Alors on vit un spectacle magnifique: la course de ces huit chevaux était si rapide et si égale, qu'on eût pu croire qu'ils étaient attelés de front; un nuage les enveloppait comme un orage, et comme on entend le bruissement du tonnerre, comme on voit l'éclair sillonner la nue, de même on entendait le bruissement des roues, de même il semblait, au milieu du tourbillon, distinguer la flamme que soufflaient les chevaux Le cirque tout entier était debout, les parieurs agitaient les voiles et les manteaux verts et blancs, et ceux mêmes qui avaient perdu ayant adopté les couleurs bleue et jaune du Thessalien et du fils d'Athènes, oubliant leur défaite récente, excitaient les deux adversaires par leurs cris et leurs applaudissements. Enfin, il parut que le Syrien allait l'emporter, car ses chevaux dépassèrent d'une tête ceux de son adversaire, mais au même moment, et comme s'il n'eût attendu que ce signal, Lucius, d'un seul coup de fouet, traça une ligne sanglante sur les croupes de son quadrige; les nobles animaux hennirent d'étonnement et de douleur; puis, d'un même élan, s'élançant comme l'aigle, comme la flèche, comme la foudre, ils dépassèrent le Syrien vaincu, accomplirent la carrière, exigée, et, le laissant plus de cinquante pas en arrière, vinrent s'arrêter au but, ayant fourni la course voulue, c'est-à-dire sept fois le tour de l'arène.

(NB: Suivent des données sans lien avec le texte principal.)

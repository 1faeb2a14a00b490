//! Tool system exposed to the agent runtime
//!
//! Three tools, one per knowledge-base query. Each is a plain async function
//! (usable directly) plus a `Tool` wrapper that takes JSON arguments for the
//! registry and the MCP server.

mod context;
mod entity;
mod observable;
mod registry;
mod search;

pub use context::{ToolContext, ToolError};
pub use entity::{ENTITY_NOT_FOUND, GetThreatEntityTool, format_entity, get_threat_entity};
pub use observable::{GetObservableDetailsTool, OBSERVABLE_NOT_FOUND, format_observable, get_observable_details};
pub use registry::ToolRegistry;
pub use search::{DEFAULT_SEARCH_LIMIT, NO_RESULTS, SearchKnowledgeBaseTool, format_hit, search_knowledge_base};

use async_trait::async_trait;
use serde::de::DeserializeOwned;
use serde::{Deserialize, Serialize};
use serde_json::Value;

/// A tool that can be called by the agent runtime
#[async_trait]
pub trait Tool: Send + Sync {
    /// Tool name (matches the MCP `tools/call` name)
    fn name(&self) -> &'static str;

    /// Human-readable description
    fn description(&self) -> &'static str;

    /// JSON Schema for input parameters
    fn input_schema(&self) -> Value;

    /// Execute the tool, producing the text shown to the agent
    async fn execute(&self, input: Value, ctx: &ToolContext) -> Result<String, ToolError>;

    fn definition(&self) -> ToolDefinition {
        ToolDefinition {
            name: self.name().to_string(),
            description: self.description().to_string(),
            input_schema: self.input_schema(),
        }
    }
}

/// Tool definition advertised to the runtime
#[derive(Debug, Clone, Serialize, Deserialize)]
pub struct ToolDefinition {
    pub name: String,
    pub description: String,
    pub input_schema: Value,
}

/// Decode tool arguments into their typed form
pub(crate) fn parse_input<T: DeserializeOwned>(input: Value) -> Result<T, ToolError> {
    // A missing arguments object means "no arguments"
    let input = if input.is_null() {
        Value::Object(Default::default())
    } else {
        input
    };

    serde_json::from_value(input).map_err(|e| ToolError::InvalidInput { message: e.to_string() })
}
//! get_observable_details tool - intelligence on one IP, domain or hash

use async_trait::async_trait;
use serde::Deserialize;
use serde_json::{json, Value};

use super::{parse_input, Tool, ToolContext, ToolError};
use crate::domain::{join_or_none, Observable, ObservableData};
use crate::error::Result;
use crate::graphql::{fetch, Query, QueryExecutor};

/// Prefix of the reply when no observable matches
pub const OBSERVABLE_NOT_FOUND: &str = "No se encontró información para el observable:";

/// Look up an observable by exact value and describe the first match
pub async fn get_observable_details(client: &dyn QueryExecutor, value: &str) -> Result<String> {
    let data: ObservableData = fetch(client, Query::Observable, json!({"value": value})).await?;

    match data.into_first() {
        Some(observable) => Ok(format_observable(&observable)),
        None => Ok(format!("{} {}", OBSERVABLE_NOT_FOUND, value)),
    }
}

pub fn format_observable(observable: &Observable) -> String {
    [
        format!("Tipo: {}", observable.entity_type),
        format!("Valor: {}", observable.value()),
        format!("Score: {}", observable.score_text()),
        format!("Descripción: {}", observable.description_text()),
        format!("Indicadores asociados: {}", join_or_none(&observable.indicator_names())),
        format!("Mencionado en reportes: {}", join_or_none(&observable.report_citations())),
    ]
    .join("\n")
}

#[derive(Debug, Deserialize)]
struct ObservableArgs {
    value: String,
}

pub struct GetObservableDetailsTool;

#[async_trait]
impl Tool for GetObservableDetailsTool {
    fn name(&self) -> &'static str {
        "get_observable_details"
    }

    fn description(&self) -> &'static str {
        "Get detailed intelligence about a technical observable (IP, domain, SHA256 hash, ...). \
         Returns related indicators and the reports it appears in."
    }

    fn input_schema(&self) -> Value {
        json!({
            "type": "object",
            "properties": {
                "value": {
                    "type": "string",
                    "description": "Observable value, e.g. '8.8.8.8' or 'wannacry.exe'"
                }
            },
            "required": ["value"]
        })
    }

    async fn execute(&self, input: Value, ctx: &ToolContext) -> std::result::Result<String, ToolError> {
        let args: ObservableArgs = parse_input(input)?;
        Ok(get_observable_details(ctx.client(), &args.value).await?)
    }
}
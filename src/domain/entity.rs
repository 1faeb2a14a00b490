//! STIX domain objects: threat actors, malware and the rest

use serde::Deserialize;

use super::{present, NOT_AVAILABLE};
use crate::graphql::Connection;

/// `data` of the GetEntity query
#[derive(Debug, Clone, Default, Deserialize)]
pub struct EntityData {
    #[serde(rename = "stixDomainObjects")]
    pub entities: Option<Connection<ThreatEntity>>,
}

impl EntityData {
    /// First match only. The server's ordering decides which one that is.
    pub fn into_first(self) -> Option<ThreatEntity> {
        self.entities.and_then(|conn| conn.into_nodes().into_iter().next())
    }
}

/// Which type-specific fields apply to an entity
#[derive(Debug, Clone, Copy, PartialEq, Eq)]
pub enum EntityKind {
    ThreatActor,
    Malware,
    Other,
}

impl EntityKind {
    pub fn from_entity_type(entity_type: &str) -> Self {
        match entity_type {
            "Threat-Actor" | "Threat-Actor-Group" | "Threat-Actor-Individual" => EntityKind::ThreatActor,
            "Malware" => EntityKind::Malware,
            _ => EntityKind::Other,
        }
    }
}

#[derive(Debug, Clone, Deserialize)]
pub struct ThreatEntity {
    pub id: String,
    pub entity_type: String,
    pub name: Option<String>,
    pub description: Option<String>,
    pub created: Option<String>,

    // ThreatActor fragment
    pub threat_actor_types: Option<Vec<String>>,
    pub goals: Option<Vec<String>>,

    // Malware fragment
    pub is_family: Option<bool>,
}

impl ThreatEntity {
    pub fn kind(&self) -> EntityKind {
        EntityKind::from_entity_type(&self.entity_type)
    }

    pub fn name_text(&self) -> &str {
        present(&self.name).unwrap_or(NOT_AVAILABLE)
    }

    pub fn description_text(&self) -> &str {
        present(&self.description).unwrap_or(NOT_AVAILABLE)
    }

    pub fn created_text(&self) -> &str {
        present(&self.created).unwrap_or(NOT_AVAILABLE)
    }

    pub fn actor_types(&self) -> &[String] {
        self.threat_actor_types.as_deref().unwrap_or_default()
    }

    pub fn goals(&self) -> &[String] {
        self.goals.as_deref().unwrap_or_default()
    }

    /// Absent flag means "not a family"
    pub fn is_family(&self) -> bool {
        self.is_family.unwrap_or(false)
    }
}
//! Error types for opencti-mcp
//!
//! Centralized error handling using thiserror. The set is closed so the
//! tool boundary can tell transport failures from rejected queries
//! without looking at message text.

use thiserror::Error;

/// How the transport to the knowledge base failed
#[derive(Debug, Clone, PartialEq, Eq, Error)]
pub enum TransportFailure {
    /// Server answered with a non-2xx HTTP status
    #[error("HTTP status {0}")]
    Status(u16),

    /// DNS, connect, timeout or body read failure
    #[error("{0}")]
    Network(String),
}

/// All error types that can occur in opencti-mcp
#[derive(Debug, Error)]
pub enum OpenCtiError {
    /// Required startup configuration missing or invalid
    #[error("Configuration error: {0}")]
    Configuration(String),

    /// Knowledge base reached but rejected the query
    #[error("GraphQL error: {0}")]
    RemoteApplication(String),

    /// Knowledge base unreachable or answered with a failure status
    #[error("Transport error: {0}")]
    RemoteTransport(TransportFailure),

    /// Anything else that went wrong during the exchange
    #[error("Internal error: {0}")]
    Internal(String),
}

impl OpenCtiError {
    pub fn status(code: u16) -> Self {
        OpenCtiError::RemoteTransport(TransportFailure::Status(code))
    }

    pub fn network(message: impl Into<String>) -> Self {
        OpenCtiError::RemoteTransport(TransportFailure::Network(message.into()))
    }

    pub fn is_transport(&self) -> bool {
        matches!(self, OpenCtiError::RemoteTransport(_))
    }

    /// HTTP status carried by a transport failure, if any
    pub fn status_code(&self) -> Option<u16> {
        match self {
            OpenCtiError::RemoteTransport(TransportFailure::Status(code)) => Some(*code),
            _ => None,
        }
    }
}

impl From<serde_json::Error> for OpenCtiError {
    fn from(err: serde_json::Error) -> Self {
        OpenCtiError::Internal(format!("JSON error: {}", err))
    }
}

/// Result type alias for opencti-mcp operations
pub type Result<T> = std::result::Result<T, OpenCtiError>;
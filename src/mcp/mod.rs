//! Model Context Protocol surface
//!
//! JSON-RPC 2.0 over newline-delimited stdio. The server answers
//! `initialize`, `ping`, `tools/list` and `tools/call`, and accepts the
//! client's notifications without replying.

mod error;
mod server;
mod transport;
mod types;

pub use error::McpError;
pub use server::{McpServer, SERVER_NAME};
pub use transport::{ChannelTransport, McpTransport, StdioTransport};
pub use types::*;
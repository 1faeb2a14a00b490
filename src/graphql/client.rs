//! OpenCTI GraphQL client
//!
//! One POST per call: bearer token, JSON body, fixed 30 second timeout. The
//! HTTP client keeps no idle connections, so each call owns its connection
//! and drops it on every exit path. No retries.

use std::collections::VecDeque;
use std::sync::Mutex;
use std::time::Duration;

use async_trait::async_trait;
use reqwest::header::{CONTENT_TYPE, HeaderValue};
use reqwest::Client;
use serde::de::DeserializeOwned;
use serde_json::Value;

use crate::config::ServiceConfig;
use crate::error::{OpenCtiError, Result};
use crate::graphql::queries::Query;
use crate::graphql::types::{GraphqlRequest, GraphqlResponse};

/// Total time allowed for one request, connect to last body byte
pub const REQUEST_TIMEOUT: Duration = Duration::from_secs(30);

pub const USER_AGENT: &str = "MCP-OpenCTI-Agent/1.0";

/// Runs a known query against the knowledge base and returns its `data`
#[async_trait]
pub trait QueryExecutor: Send + Sync {
    async fn execute(&self, query: Query, variables: Value) -> Result<Value>;
}

/// Run a query and deserialize its `data` into a typed record
pub async fn fetch<T>(executor: &dyn QueryExecutor, query: Query, variables: Value) -> Result<T>
where
    T: DeserializeOwned,
{
    let data = executor.execute(query, variables).await?;
    serde_json::from_value(data).map_err(|e| {
        log::error!("Unexpected {} response shape: {}", query.operation_name(), e);
        OpenCtiError::Internal(format!("Unexpected {} response shape: {}", query.operation_name(), e))
    })
}

/// HTTP client for the OpenCTI GraphQL endpoint
pub struct OpenCtiClient {
    http: Client,
    graphql_url: String,
    token: String,
    timeout: Duration,
}

impl OpenCtiClient {
    pub fn new(config: &ServiceConfig) -> Result<Self> {
        Self::with_timeout(config, REQUEST_TIMEOUT)
    }

    pub(crate) fn with_timeout(config: &ServiceConfig, timeout: Duration) -> Result<Self> {
        let http = Client::builder()
            .timeout(timeout)
            .pool_max_idle_per_host(0)
            .user_agent(USER_AGENT)
            .build()
            .map_err(|e| OpenCtiError::Internal(format!("Failed to create HTTP client: {}", e)))?;

        Ok(Self {
            http,
            graphql_url: config.graphql_url(),
            token: config.token().to_string(),
            timeout,
        })
    }

    pub fn graphql_url(&self) -> &str {
        &self.graphql_url
    }

    async fn send_request(&self, query: Query, variables: &Value) -> Result<GraphqlResponse> {
        let body = GraphqlRequest {
            query: query.text(),
            variables,
        };

        let response = self
            .http
            .post(&self.graphql_url)
            .bearer_auth(&self.token)
            .header(CONTENT_TYPE, HeaderValue::from_static("application/json"))
            .json(&body)
            .send()
            .await
            .map_err(|e| classify_request_error(e, self.timeout))?;

        let status = response.status();
        if !status.is_success() {
            let error_body = response
                .text()
                .await
                .unwrap_or_else(|_| "<unreadable body>".to_string());
            log::error!("HTTP error {}: {}", status.as_u16(), error_body);
            return Err(OpenCtiError::status(status.as_u16()));
        }

        let bytes = response
            .bytes()
            .await
            .map_err(|e| classify_request_error(e, self.timeout))?;
        serde_json::from_slice(&bytes).map_err(|e| {
            log::error!("Failed to parse GraphQL response: {}", e);
            OpenCtiError::Internal(format!("Failed to parse GraphQL response: {}", e))
        })
    }
}

#[async_trait]
impl QueryExecutor for OpenCtiClient {
    async fn execute(&self, query: Query, variables: Value) -> Result<Value> {
        log::debug!("Sending {} to OpenCTI: {}", query.operation_name(), variables);

        let response = self.send_request(query, &variables).await?;
        response.into_data().inspect_err(|e| log::error!("{}", e))
    }
}

impl std::fmt::Debug for OpenCtiClient {
    fn fmt(&self, f: &mut std::fmt::Formatter<'_>) -> std::fmt::Result {
        f.debug_struct("OpenCtiClient")
            .field("graphql_url", &self.graphql_url)
            .finish_non_exhaustive()
    }
}

/// Map a reqwest failure onto the error taxonomy
fn classify_request_error(err: reqwest::Error, timeout: Duration) -> OpenCtiError {
    if err.is_timeout() {
        log::error!("Request to OpenCTI timed out: {}", err);
        OpenCtiError::network(format!("request timed out after {:?}", timeout))
    } else if err.is_connect() || err.is_request() || err.is_body() {
        log::error!("Network error: {}", err);
        OpenCtiError::network(err.to_string())
    } else {
        log::error!("Unexpected error: {}", err);
        OpenCtiError::Internal(err.to_string())
    }
}

/// A recorded call made against [`MockQueryExecutor`]
#[derive(Debug, Clone)]
pub struct RecordedQuery {
    pub query: Query,
    pub variables: Value,
}

/// In-memory executor for tests; replies are served in order
#[derive(Default)]
pub struct MockQueryExecutor {
    replies: Mutex<VecDeque<Result<Value>>>,
    calls: Mutex<Vec<RecordedQuery>>,
}

impl MockQueryExecutor {
    pub fn new() -> Self {
        Self::default()
    }

    /// Queue a successful `data` payload
    pub fn with_data(self, data: Value) -> Self {
        self.push(Ok(data));
        self
    }

    /// Queue a failure
    pub fn with_error(self, error: OpenCtiError) -> Self {
        self.push(Err(error));
        self
    }

    pub fn calls(&self) -> Vec<RecordedQuery> {
        self.calls.lock().map(|c| c.clone()).unwrap_or_default()
    }

    fn push(&self, reply: Result<Value>) {
        if let Ok(mut replies) = self.replies.lock() {
            replies.push_back(reply);
        }
    }
}

#[async_trait]
impl QueryExecutor for MockQueryExecutor {
    async fn execute(&self, query: Query, variables: Value) -> Result<Value> {
        if let Ok(mut calls) = self.calls.lock() {
            calls.push(RecordedQuery {
                query,
                variables,
            });
        }

        self.replies
            .lock()
            .ok()
            .and_then(|mut replies| replies.pop_front())
            .unwrap_or_else(|| Err(OpenCtiError::Internal("no mock reply queued".to_string())))
    }
}

#[cfg(test)]
mod tests {
    use super::*;
    use mockito::{Matcher, Server};
    use serde::Deserialize;
    use serde_json::json;

    fn client_for(url: &str) -> OpenCtiClient {
        let config = ServiceConfig::new(url, "test-token").unwrap();
        OpenCtiClient::new(&config).unwrap()
    }

    #[test]
    fn test_client_graphql_url() {
        let client = client_for("https://cti.example.com/");
        assert_eq!(client.graphql_url(), "https://cti.example.com/graphql");
    }

    #[test]
    fn test_debug_impl_hides_token() {
        let client = client_for("https://cti.example.com");
        let debug_str = format!("{:?}", client);
        assert!(debug_str.contains("OpenCtiClient"));
        assert!(!debug_str.contains("test-token"));
    }

    #[test]
    fn test_send_sync() {
        fn assert_send_sync<T: Send + Sync>() {}
        assert_send_sync::<OpenCtiClient>();
        assert_send_sync::<MockQueryExecutor>();
    }

    #[tokio::test]
    async fn test_execute_sends_headers_and_body() {
        let mut server = Server::new_async().await;
        let mock = server
            .mock("POST", "/graphql")
            .match_header("authorization", "Bearer test-token")
            .match_header("content-type", "application/json")
            .match_header("user-agent", USER_AGENT)
            .match_body(Matcher::PartialJson(json!({
                "variables": {"search": "APT28", "first": 3}
            })))
            .with_status(200)
            .with_header("content-type", "application/json")
            .with_body(r#"{"data": {"globalSearch": {"edges": []}}}"#)
            .create_async()
            .await;

        let client = client_for(&server.url());
        let data = client
            .execute(Query::Search, json!({"search": "APT28", "first": 3}))
            .await
            .unwrap();

        assert_eq!(data, json!({"globalSearch": {"edges": []}}));
        mock.assert_async().await;
    }

    #[tokio::test]
    async fn test_execute_sends_query_text() {
        let mut server = Server::new_async().await;
        let mock = server
            .mock("POST", "/graphql")
            .match_body(Matcher::Regex("query GetEntity".to_string()))
            .with_status(200)
            .with_body(r#"{"data": {}}"#)
            .create_async()
            .await;

        let client = client_for(&server.url());
        client.execute(Query::Entity, json!({"name": "APT28"})).await.unwrap();
        mock.assert_async().await;
    }

    #[tokio::test]
    async fn test_execute_http_500() {
        let mut server = Server::new_async().await;
        let _mock = server
            .mock("POST", "/graphql")
            .with_status(500)
            .with_body("Internal Server Error")
            .create_async()
            .await;

        let client = client_for(&server.url());
        let err = client.execute(Query::Search, json!({"search": "x"})).await.unwrap_err();

        assert!(err.is_transport());
        assert_eq!(err.status_code(), Some(500));
    }

    #[tokio::test]
    async fn test_execute_graphql_errors_with_200() {
        let mut server = Server::new_async().await;
        let _mock = server
            .mock("POST", "/graphql")
            .with_status(200)
            .with_body(r#"{"data": null, "errors": [{"message": "Variable \"$value\" of required type \"String!\" was not provided."}]}"#)
            .create_async()
            .await;

        let client = client_for(&server.url());
        let err = client.execute(Query::Observable, json!({})).await.unwrap_err();

        match err {
            OpenCtiError::RemoteApplication(message) => {
                assert!(message.contains("was not provided"));
            }
            other => panic!("Expected RemoteApplication, got {:?}", other),
        }
    }

    #[tokio::test]
    async fn test_execute_invalid_json_is_internal() {
        let mut server = Server::new_async().await;
        let _mock = server
            .mock("POST", "/graphql")
            .with_status(200)
            .with_body("<html>not json</html>")
            .create_async()
            .await;

        let client = client_for(&server.url());
        let err = client.execute(Query::Search, json!({"search": "x"})).await.unwrap_err();
        assert!(matches!(err, OpenCtiError::Internal(_)));
    }

    #[tokio::test]
    async fn test_execute_connection_refused() {
        // Bind then drop a listener to get a port nobody is serving
        let port = {
            let listener = std::net::TcpListener::bind("127.0.0.1:0").unwrap();
            listener.local_addr().unwrap().port()
        };

        let client = client_for(&format!("http://127.0.0.1:{}", port));
        let err = client.execute(Query::Search, json!({"search": "x"})).await.unwrap_err();

        assert!(err.is_transport());
        assert_eq!(err.status_code(), None);
    }

    #[tokio::test]
    async fn test_execute_timeout_is_network_failure() {
        use crate::error::TransportFailure;

        // Accepts connections and never answers
        let listener = tokio::net::TcpListener::bind("127.0.0.1:0").await.unwrap();
        let port = listener.local_addr().unwrap().port();
        let server = tokio::spawn(async move {
            let mut held = Vec::new();
            while let Ok((socket, _)) = listener.accept().await {
                held.push(socket);
            }
        });

        let config = ServiceConfig::new(&format!("http://127.0.0.1:{}", port), "test-token").unwrap();
        let client = OpenCtiClient::with_timeout(&config, Duration::from_millis(200)).unwrap();
        let err = client.execute(Query::Search, json!({"search": "x"})).await.unwrap_err();

        match &err {
            OpenCtiError::RemoteTransport(TransportFailure::Network(message)) => {
                assert!(message.contains("timed out"), "unexpected message: {}", message)
            }
            other => panic!("Expected network failure, got {:?}", other),
        }
        assert_eq!(err.status_code(), None);
        server.abort();
    }

    #[derive(Debug, Deserialize)]
    struct Shape {
        count: u32,
    }

    #[tokio::test]
    async fn test_fetch_typed() {
        let mock = MockQueryExecutor::new().with_data(json!({"count": 7}));
        let shape: Shape = fetch(&mock, Query::Search, json!({})).await.unwrap();
        assert_eq!(shape.count, 7);
    }

    #[tokio::test]
    async fn test_fetch_shape_mismatch_is_internal() {
        let mock = MockQueryExecutor::new().with_data(json!({"count": "seven"}));
        let result: Result<Shape> = fetch(&mock, Query::Search, json!({})).await;
        assert!(matches!(result, Err(OpenCtiError::Internal(_))));
    }

    #[tokio::test]
    async fn test_mock_records_calls() {
        let mock = MockQueryExecutor::new()
            .with_data(json!({}))
            .with_error(OpenCtiError::status(502));

        assert!(mock.execute(Query::Entity, json!({"name": "APT28"})).await.is_ok());
        assert!(mock.execute(Query::Entity, json!({"name": "APT29"})).await.is_err());
        assert!(mock.execute(Query::Entity, json!({})).await.is_err());

        let calls = mock.calls();
        assert_eq!(calls.len(), 3);
        assert_eq!(calls[0].query, Query::Entity);
        assert_eq!(calls[1].variables["name"], "APT29");
    }
}
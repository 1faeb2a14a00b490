//! GraphQL wire types: request body, response envelope, relay connections

use serde::{Deserialize, Serialize};
use serde_json::{Map, Value};

use crate::error::{OpenCtiError, Result};

/// POST body for the GraphQL endpoint
#[derive(Debug, Clone, Serialize)]
pub struct GraphqlRequest<'a> {
    pub query: &'a str,
    pub variables: &'a Value,
}

/// Response envelope. Either part may be missing.
#[derive(Debug, Clone, Default, Deserialize)]
pub struct GraphqlResponse {
    #[serde(default)]
    pub data: Option<Value>,

    #[serde(default)]
    pub errors: Option<Vec<GraphqlError>>,
}

#[derive(Debug, Clone, Deserialize)]
pub struct GraphqlError {
    #[serde(default)]
    pub message: Option<String>,
}

impl GraphqlResponse {
    /// First error message, if the server reported any
    pub fn first_error(&self) -> Option<String> {
        self.errors.as_ref().and_then(|errors| errors.first()).map(|e| {
            e.message
                .clone()
                .filter(|m| !m.is_empty())
                .unwrap_or_else(|| "unknown GraphQL error".to_string())
        })
    }

    /// Resolve the envelope into its `data` object.
    ///
    /// A non-empty `errors` list wins over any partial data. Missing or null
    /// `data` becomes an empty object.
    pub fn into_data(self) -> Result<Value> {
        if let Some(message) = self.first_error() {
            return Err(OpenCtiError::RemoteApplication(message));
        }

        Ok(match self.data {
            Some(Value::Null) | None => Value::Object(Map::new()),
            Some(data) => data,
        })
    }
}

/// Relay-style list: `{ edges: [{ node: T }] }`
#[derive(Debug, Clone, Deserialize)]
pub struct Connection<T> {
    pub edges: Option<Vec<Edge<T>>>,
}

#[derive(Debug, Clone, Deserialize)]
pub struct Edge<T> {
    pub node: T,
}

impl<T> Default for Connection<T> {
    fn default() -> Self {
        Self { edges: None }
    }
}

impl<T> Connection<T> {
    pub fn nodes(&self) -> impl Iterator<Item = &T> {
        self.edges.iter().flatten().map(|edge| &edge.node)
    }

    pub fn into_nodes(self) -> Vec<T> {
        self.edges.unwrap_or_default().into_iter().map(|edge| edge.node).collect()
    }

    pub fn first(&self) -> Option<&T> {
        self.nodes().next()
    }

    pub fn is_empty(&self) -> bool {
        self.edges.as_ref().is_none_or(|edges| edges.is_empty())
    }
}
//! GraphQL access to the OpenCTI knowledge base
//!
//! This module provides:
//! - The fixed query documents and the `Query` enum naming them
//! - Wire types for the request body and response envelope
//! - The `QueryExecutor` trait, the HTTP `OpenCtiClient`, and a mock

pub mod client;
pub mod queries;
pub mod types;

pub use client::{fetch, MockQueryExecutor, OpenCtiClient, QueryExecutor, RecordedQuery, REQUEST_TIMEOUT, USER_AGENT};
pub use queries::{Query, GET_ENTITY_QUERY, GET_OBSERVABLE_QUERY, SEARCH_QUERY};
pub use types::{Connection, Edge, GraphqlError, GraphqlRequest, GraphqlResponse};
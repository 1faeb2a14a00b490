//! Global search results

use serde::Deserialize;

use super::{present, NO_DESCRIPTION, UNKNOWN_NAME};
use crate::graphql::Connection;

/// `data` of the GlobalSearch query
#[derive(Debug, Clone, Default, Deserialize)]
pub struct SearchData {
    #[serde(rename = "globalSearch")]
    pub global_search: Option<Connection<SearchHit>>,
}

impl SearchData {
    pub fn into_hits(self) -> Vec<SearchHit> {
        self.global_search.map(Connection::into_nodes).unwrap_or_default()
    }
}

/// One search result: a domain object (name, description) or an
/// observable (value, x_opencti_description)
#[derive(Debug, Clone, Deserialize)]
pub struct SearchHit {
    pub id: String,
    pub entity_type: String,

    pub name: Option<String>,
    pub description: Option<String>,
    pub created_at: Option<String>,

    pub observable_value: Option<String>,
    #[serde(rename = "x_opencti_description")]
    pub observable_description: Option<String>,
}

impl SearchHit {
    /// Name for domain objects, value for observables
    pub fn label(&self) -> &str {
        present(&self.name)
            .or_else(|| present(&self.observable_value))
            .unwrap_or(UNKNOWN_NAME)
    }

    pub fn summary(&self) -> &str {
        present(&self.description)
            .or_else(|| present(&self.observable_description))
            .unwrap_or(NO_DESCRIPTION)
    }
}
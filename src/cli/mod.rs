//! CLI module for opencti-mcp - command-line interface and subcommands.
//!
//! With no subcommand the binary serves MCP on stdio; the other
//! subcommands run a single tool and print its text.

pub mod commands;

pub use commands::Cli;
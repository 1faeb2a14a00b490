//! Fixed GraphQL documents sent to the OpenCTI API
//!
//! Arguments always travel as GraphQL variables; nothing is spliced into
//! the document text.

/// Unified keyword search over domain objects and observables.
/// Variables: `search: String!`, `first: Int`
pub const SEARCH_QUERY: &str = r#"
query GlobalSearch($search: String!, $first: Int) {
  globalSearch(search: $search, first: $first) {
    edges {
      node {
        id
        entity_type
        ... on StixDomainObject {
          created_at
          name
          description
        }
        ... on StixCyberObservable {
          observable_value
          x_opencti_description
        }
      }
    }
  }
}
"#;

/// Exact lookup of an observable (IP, domain, hash) by value.
/// Variables: `value: String!`
pub const GET_OBSERVABLE_QUERY: &str = r#"
query GetObservable($value: String!) {
  stixCyberObservables(filters: {mode: and, filters: [{key: "value", values: [$value]}], filterGroups: []}) {
    edges {
      node {
        id
        entity_type
        observable_value
        x_opencti_score
        x_opencti_description
        created_at
        indicators {
          edges {
            node {
              name
              pattern
            }
          }
        }
        reports {
          edges {
            node {
              name
              published
            }
          }
        }
      }
    }
  }
}
"#;

/// Exact lookup of a domain object (threat actor, malware, ...) by name.
/// Variables: `name: String!`
pub const GET_ENTITY_QUERY: &str = r#"
query GetEntity($name: String!) {
  stixDomainObjects(filters: {mode: and, filters: [{key: "name", values: [$name]}], filterGroups: []}) {
    edges {
      node {
        id
        entity_type
        name
        description
        created
        ... on ThreatActor {
          threat_actor_types
          goals
        }
        ... on Malware {
          is_family
        }
      }
    }
  }
}
"#;

/// The queries this server knows how to run
#[derive(Debug, Clone, Copy, PartialEq, Eq)]
pub enum Query {
    Search,
    Observable,
    Entity,
}

impl Query {
    pub fn text(&self) -> &'static str {
        match self {
            Query::Search => SEARCH_QUERY,
            Query::Observable => GET_OBSERVABLE_QUERY,
            Query::Entity => GET_ENTITY_QUERY,
        }
    }

    pub fn operation_name(&self) -> &'static str {
        match self {
            Query::Search => "GlobalSearch",
            Query::Observable => "GetObservable",
            Query::Entity => "GetEntity",
        }
    }

    /// Top-level field of `data` holding the result connection
    pub fn root_field(&self) -> &'static str {
        match self {
            Query::Search => "globalSearch",
            Query::Observable => "stixCyberObservables",
            Query::Entity => "stixDomainObjects",
        }
    }
}

#[cfg(test)]
mod tests {
    use super::*;

    #[test]
    fn test_operation_names_match_documents() {
        for query in [Query::Search, Query::Observable, Query::Entity] {
            let header = format!("query {}(", query.operation_name());
            assert!(query.text().contains(&header), "{:?} missing header", query);
            assert!(query.text().contains(query.root_field()));
        }
    }

    #[test]
    fn test_documents_use_variables() {
        assert!(SEARCH_QUERY.contains("$search: String!"));
        assert!(SEARCH_QUERY.contains("$first: Int"));
        assert!(GET_OBSERVABLE_QUERY.contains("values: [$value]"));
        assert!(GET_ENTITY_QUERY.contains("values: [$name]"));
    }

    #[test]
    fn test_entity_query_has_type_fragments() {
        assert!(GET_ENTITY_QUERY.contains("... on ThreatActor"));
        assert!(GET_ENTITY_QUERY.contains("goals"));
        assert!(GET_ENTITY_QUERY.contains("... on Malware"));
        assert!(GET_ENTITY_QUERY.contains("is_family"));
    }
}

Aussitôt de grands cris retentirent avec une admiration qui allait jusqu'à la frénésie. Ce jeune Romain inconnu, vainqueur à la lutte de la veille, vainqueur à la course d'aujourd'hui, c'était Thésée, c'était Castor, c'était Apollon peut-être qui une fois encore redescendait sur la terre; mais à coup sûr c'était un favori des dieux; et lui, pendant ce temps, comme accoutumé à de pareils triomphes, s'élança légèrement de son char sur la spina, monta quelques degrés qui le conduisirent à un piédestal, où il s'exposa aux regards des spectateurs, tandis qu'un héraut proclamait son nom et sa victoire, et que le proconsul Lentulus, descendant de son siège, venait lui mettre dans la main une palme d'Idurnée, et lui ceignait la tête d'une couronne à feuilles d'or et d'argent, entrelacées de bandelettes de pourpre. Quant au prix monnayé qu'on lui apportait en espèces d'or dans un vase d'airain, Lucius le remit au proconsul pour qu'il fût distribué de sa part aux vieillards pauvres et aux orphelins.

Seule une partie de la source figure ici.